(Saved entries)

╭──

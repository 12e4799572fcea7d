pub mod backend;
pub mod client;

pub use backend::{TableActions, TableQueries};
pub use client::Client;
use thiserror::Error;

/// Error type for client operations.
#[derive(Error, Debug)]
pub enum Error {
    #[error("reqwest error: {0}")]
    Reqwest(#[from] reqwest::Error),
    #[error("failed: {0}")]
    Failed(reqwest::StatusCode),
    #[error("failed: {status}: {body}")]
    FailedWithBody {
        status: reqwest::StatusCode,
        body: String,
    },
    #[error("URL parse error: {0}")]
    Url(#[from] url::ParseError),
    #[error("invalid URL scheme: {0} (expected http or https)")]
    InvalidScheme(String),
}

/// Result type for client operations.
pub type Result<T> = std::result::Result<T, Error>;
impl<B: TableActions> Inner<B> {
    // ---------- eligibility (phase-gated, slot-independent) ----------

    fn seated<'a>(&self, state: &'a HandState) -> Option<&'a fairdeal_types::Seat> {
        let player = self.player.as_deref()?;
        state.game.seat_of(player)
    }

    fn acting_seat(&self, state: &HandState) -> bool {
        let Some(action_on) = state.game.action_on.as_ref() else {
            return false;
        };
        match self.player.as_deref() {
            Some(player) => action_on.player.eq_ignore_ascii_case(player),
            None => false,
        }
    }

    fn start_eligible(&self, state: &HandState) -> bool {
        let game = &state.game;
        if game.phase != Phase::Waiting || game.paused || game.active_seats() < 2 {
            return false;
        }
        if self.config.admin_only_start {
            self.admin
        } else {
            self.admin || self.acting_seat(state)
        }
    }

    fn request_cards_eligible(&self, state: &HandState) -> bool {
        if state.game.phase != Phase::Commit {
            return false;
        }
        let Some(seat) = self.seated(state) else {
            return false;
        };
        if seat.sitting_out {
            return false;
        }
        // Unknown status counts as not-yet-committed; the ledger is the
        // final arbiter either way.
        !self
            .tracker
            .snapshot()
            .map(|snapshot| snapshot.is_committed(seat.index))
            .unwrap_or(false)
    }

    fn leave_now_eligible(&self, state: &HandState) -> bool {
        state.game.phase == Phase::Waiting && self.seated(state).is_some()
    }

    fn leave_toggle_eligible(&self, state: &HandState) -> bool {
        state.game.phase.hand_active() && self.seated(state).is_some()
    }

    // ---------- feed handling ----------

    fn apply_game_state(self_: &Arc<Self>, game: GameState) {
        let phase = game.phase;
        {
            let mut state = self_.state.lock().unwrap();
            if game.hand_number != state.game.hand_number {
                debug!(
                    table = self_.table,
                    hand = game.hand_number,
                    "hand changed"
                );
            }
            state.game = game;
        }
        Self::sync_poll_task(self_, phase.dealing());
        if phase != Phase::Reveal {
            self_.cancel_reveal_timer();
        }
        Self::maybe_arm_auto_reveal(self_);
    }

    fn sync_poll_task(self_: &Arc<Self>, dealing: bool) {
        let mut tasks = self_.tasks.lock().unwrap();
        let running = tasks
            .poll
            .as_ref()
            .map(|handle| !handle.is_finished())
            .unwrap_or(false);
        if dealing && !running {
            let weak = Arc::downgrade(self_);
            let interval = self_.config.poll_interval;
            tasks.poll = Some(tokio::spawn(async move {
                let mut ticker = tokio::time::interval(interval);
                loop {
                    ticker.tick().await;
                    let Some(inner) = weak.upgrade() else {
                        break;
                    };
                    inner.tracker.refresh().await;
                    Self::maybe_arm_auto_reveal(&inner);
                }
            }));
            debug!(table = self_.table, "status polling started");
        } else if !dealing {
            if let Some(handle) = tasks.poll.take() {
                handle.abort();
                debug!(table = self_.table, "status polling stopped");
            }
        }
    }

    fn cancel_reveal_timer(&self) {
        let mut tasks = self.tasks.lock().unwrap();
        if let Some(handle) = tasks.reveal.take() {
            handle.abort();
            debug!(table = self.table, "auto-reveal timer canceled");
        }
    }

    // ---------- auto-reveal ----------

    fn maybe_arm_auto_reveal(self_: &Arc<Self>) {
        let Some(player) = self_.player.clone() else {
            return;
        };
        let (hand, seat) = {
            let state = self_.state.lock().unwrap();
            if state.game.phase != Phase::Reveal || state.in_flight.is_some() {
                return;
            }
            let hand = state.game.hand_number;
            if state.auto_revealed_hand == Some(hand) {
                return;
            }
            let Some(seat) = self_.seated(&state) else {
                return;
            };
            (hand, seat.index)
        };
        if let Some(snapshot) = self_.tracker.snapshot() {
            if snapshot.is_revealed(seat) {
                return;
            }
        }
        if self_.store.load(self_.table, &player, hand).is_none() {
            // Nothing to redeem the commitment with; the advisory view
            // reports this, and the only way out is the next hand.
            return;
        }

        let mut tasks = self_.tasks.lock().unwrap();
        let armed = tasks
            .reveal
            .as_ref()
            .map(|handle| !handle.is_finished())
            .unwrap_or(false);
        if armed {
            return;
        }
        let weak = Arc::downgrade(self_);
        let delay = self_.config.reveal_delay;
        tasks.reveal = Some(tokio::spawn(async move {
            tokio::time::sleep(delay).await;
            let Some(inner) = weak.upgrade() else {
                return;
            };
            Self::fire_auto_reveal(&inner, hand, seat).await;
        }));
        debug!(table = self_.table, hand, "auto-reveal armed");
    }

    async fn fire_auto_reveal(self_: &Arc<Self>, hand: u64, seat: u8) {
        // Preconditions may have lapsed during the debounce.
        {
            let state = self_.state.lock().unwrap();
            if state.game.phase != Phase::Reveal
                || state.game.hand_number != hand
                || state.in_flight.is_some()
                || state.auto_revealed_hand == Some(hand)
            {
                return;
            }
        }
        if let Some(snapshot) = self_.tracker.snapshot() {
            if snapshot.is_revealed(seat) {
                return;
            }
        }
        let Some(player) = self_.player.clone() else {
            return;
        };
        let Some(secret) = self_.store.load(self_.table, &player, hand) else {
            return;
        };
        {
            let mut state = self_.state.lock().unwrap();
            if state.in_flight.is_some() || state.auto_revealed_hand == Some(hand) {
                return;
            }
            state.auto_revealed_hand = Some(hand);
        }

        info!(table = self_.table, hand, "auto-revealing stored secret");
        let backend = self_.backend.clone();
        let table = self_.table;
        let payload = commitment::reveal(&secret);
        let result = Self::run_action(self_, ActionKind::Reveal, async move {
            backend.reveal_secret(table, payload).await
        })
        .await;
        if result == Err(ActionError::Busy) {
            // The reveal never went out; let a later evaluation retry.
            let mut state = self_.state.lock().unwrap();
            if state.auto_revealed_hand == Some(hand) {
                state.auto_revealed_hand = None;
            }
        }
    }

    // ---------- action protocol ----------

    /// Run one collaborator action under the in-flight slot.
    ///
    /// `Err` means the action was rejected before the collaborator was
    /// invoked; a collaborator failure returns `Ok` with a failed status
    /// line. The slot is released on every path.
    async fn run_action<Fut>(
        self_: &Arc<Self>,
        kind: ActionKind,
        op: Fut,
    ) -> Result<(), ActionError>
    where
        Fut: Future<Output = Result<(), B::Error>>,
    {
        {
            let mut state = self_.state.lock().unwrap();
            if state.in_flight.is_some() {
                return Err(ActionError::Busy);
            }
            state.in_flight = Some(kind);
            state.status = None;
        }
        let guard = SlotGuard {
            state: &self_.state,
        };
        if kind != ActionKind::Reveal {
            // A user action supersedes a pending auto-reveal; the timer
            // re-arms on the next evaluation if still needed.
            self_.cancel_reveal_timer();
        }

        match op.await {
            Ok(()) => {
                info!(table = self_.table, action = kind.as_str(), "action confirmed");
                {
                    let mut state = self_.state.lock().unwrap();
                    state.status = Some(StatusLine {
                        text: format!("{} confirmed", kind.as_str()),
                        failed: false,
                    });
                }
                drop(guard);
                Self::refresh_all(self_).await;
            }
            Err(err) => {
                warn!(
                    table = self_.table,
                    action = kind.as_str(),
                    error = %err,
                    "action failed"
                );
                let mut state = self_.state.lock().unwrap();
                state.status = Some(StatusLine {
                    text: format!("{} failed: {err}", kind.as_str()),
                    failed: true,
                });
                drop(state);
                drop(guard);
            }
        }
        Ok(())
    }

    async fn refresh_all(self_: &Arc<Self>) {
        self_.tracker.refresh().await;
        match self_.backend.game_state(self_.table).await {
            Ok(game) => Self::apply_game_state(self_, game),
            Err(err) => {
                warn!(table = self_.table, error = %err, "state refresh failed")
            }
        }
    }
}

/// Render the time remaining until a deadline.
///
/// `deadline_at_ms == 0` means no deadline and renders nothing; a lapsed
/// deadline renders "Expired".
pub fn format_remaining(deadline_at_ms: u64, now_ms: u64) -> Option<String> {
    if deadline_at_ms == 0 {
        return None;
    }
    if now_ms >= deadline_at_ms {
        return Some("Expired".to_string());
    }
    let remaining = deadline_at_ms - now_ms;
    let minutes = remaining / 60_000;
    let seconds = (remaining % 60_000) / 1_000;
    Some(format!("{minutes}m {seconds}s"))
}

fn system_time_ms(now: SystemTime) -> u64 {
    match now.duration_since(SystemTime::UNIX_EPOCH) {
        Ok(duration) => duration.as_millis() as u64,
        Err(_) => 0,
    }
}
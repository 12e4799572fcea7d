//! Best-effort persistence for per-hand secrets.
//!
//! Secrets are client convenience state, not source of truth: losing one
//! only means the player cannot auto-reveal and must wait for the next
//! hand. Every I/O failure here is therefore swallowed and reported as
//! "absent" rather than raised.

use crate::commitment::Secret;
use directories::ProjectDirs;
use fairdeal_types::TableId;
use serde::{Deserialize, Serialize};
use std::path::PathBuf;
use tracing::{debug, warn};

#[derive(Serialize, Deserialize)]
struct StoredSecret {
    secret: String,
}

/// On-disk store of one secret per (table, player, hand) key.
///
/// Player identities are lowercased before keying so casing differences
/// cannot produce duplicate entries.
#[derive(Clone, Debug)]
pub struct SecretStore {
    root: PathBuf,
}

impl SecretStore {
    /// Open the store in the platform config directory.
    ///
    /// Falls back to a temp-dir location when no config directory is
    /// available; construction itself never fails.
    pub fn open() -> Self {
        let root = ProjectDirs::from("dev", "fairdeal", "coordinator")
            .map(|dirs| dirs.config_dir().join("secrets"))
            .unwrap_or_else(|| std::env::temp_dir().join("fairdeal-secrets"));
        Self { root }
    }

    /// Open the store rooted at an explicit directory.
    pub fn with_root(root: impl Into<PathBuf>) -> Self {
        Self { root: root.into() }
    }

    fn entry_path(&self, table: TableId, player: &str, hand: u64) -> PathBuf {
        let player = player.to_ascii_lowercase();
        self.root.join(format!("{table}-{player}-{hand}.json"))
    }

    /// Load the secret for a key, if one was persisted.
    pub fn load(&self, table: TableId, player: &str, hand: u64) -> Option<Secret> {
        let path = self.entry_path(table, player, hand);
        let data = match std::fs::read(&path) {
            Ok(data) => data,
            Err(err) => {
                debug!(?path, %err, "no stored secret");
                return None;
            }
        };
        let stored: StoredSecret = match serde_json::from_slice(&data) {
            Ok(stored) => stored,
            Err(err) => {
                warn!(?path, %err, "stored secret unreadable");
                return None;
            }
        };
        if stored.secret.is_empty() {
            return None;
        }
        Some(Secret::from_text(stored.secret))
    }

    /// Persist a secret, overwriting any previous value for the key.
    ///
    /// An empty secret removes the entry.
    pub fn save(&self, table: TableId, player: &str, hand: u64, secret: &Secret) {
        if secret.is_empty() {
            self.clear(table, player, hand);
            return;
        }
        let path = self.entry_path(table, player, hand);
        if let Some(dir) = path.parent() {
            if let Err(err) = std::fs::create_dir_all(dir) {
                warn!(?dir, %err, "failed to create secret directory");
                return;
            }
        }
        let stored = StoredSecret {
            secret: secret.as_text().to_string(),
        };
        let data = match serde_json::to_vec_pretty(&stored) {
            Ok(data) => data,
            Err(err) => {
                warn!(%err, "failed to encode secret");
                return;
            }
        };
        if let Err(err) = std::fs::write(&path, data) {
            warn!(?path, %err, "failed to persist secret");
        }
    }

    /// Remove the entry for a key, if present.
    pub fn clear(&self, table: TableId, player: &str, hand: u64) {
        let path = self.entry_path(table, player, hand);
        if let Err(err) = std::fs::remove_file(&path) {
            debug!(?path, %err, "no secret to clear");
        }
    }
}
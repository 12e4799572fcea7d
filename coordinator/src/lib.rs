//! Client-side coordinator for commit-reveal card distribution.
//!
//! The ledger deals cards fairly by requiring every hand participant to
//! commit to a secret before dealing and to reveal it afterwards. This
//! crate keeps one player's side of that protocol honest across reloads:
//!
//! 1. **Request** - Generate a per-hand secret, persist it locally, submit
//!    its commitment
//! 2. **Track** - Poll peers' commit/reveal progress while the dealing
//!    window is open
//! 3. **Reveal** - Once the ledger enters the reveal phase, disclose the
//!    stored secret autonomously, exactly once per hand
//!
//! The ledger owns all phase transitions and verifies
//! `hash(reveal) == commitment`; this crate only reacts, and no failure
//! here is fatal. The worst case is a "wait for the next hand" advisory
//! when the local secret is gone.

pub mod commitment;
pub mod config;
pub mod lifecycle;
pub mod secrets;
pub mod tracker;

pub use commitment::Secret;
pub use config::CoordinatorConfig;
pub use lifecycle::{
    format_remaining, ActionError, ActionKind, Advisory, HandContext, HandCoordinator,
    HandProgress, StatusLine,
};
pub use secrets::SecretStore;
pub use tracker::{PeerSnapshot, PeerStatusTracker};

╰──

**EXERCISE**
Return a copy of every line in the records that includes the string "clear".

**WRITTEN ANSWER**
            self.clear(table, player, hand);
    pub fn clear(&self, table: TableId, player: &str, hand: u64) {
            debug!(?path, %err, "no secret to clear");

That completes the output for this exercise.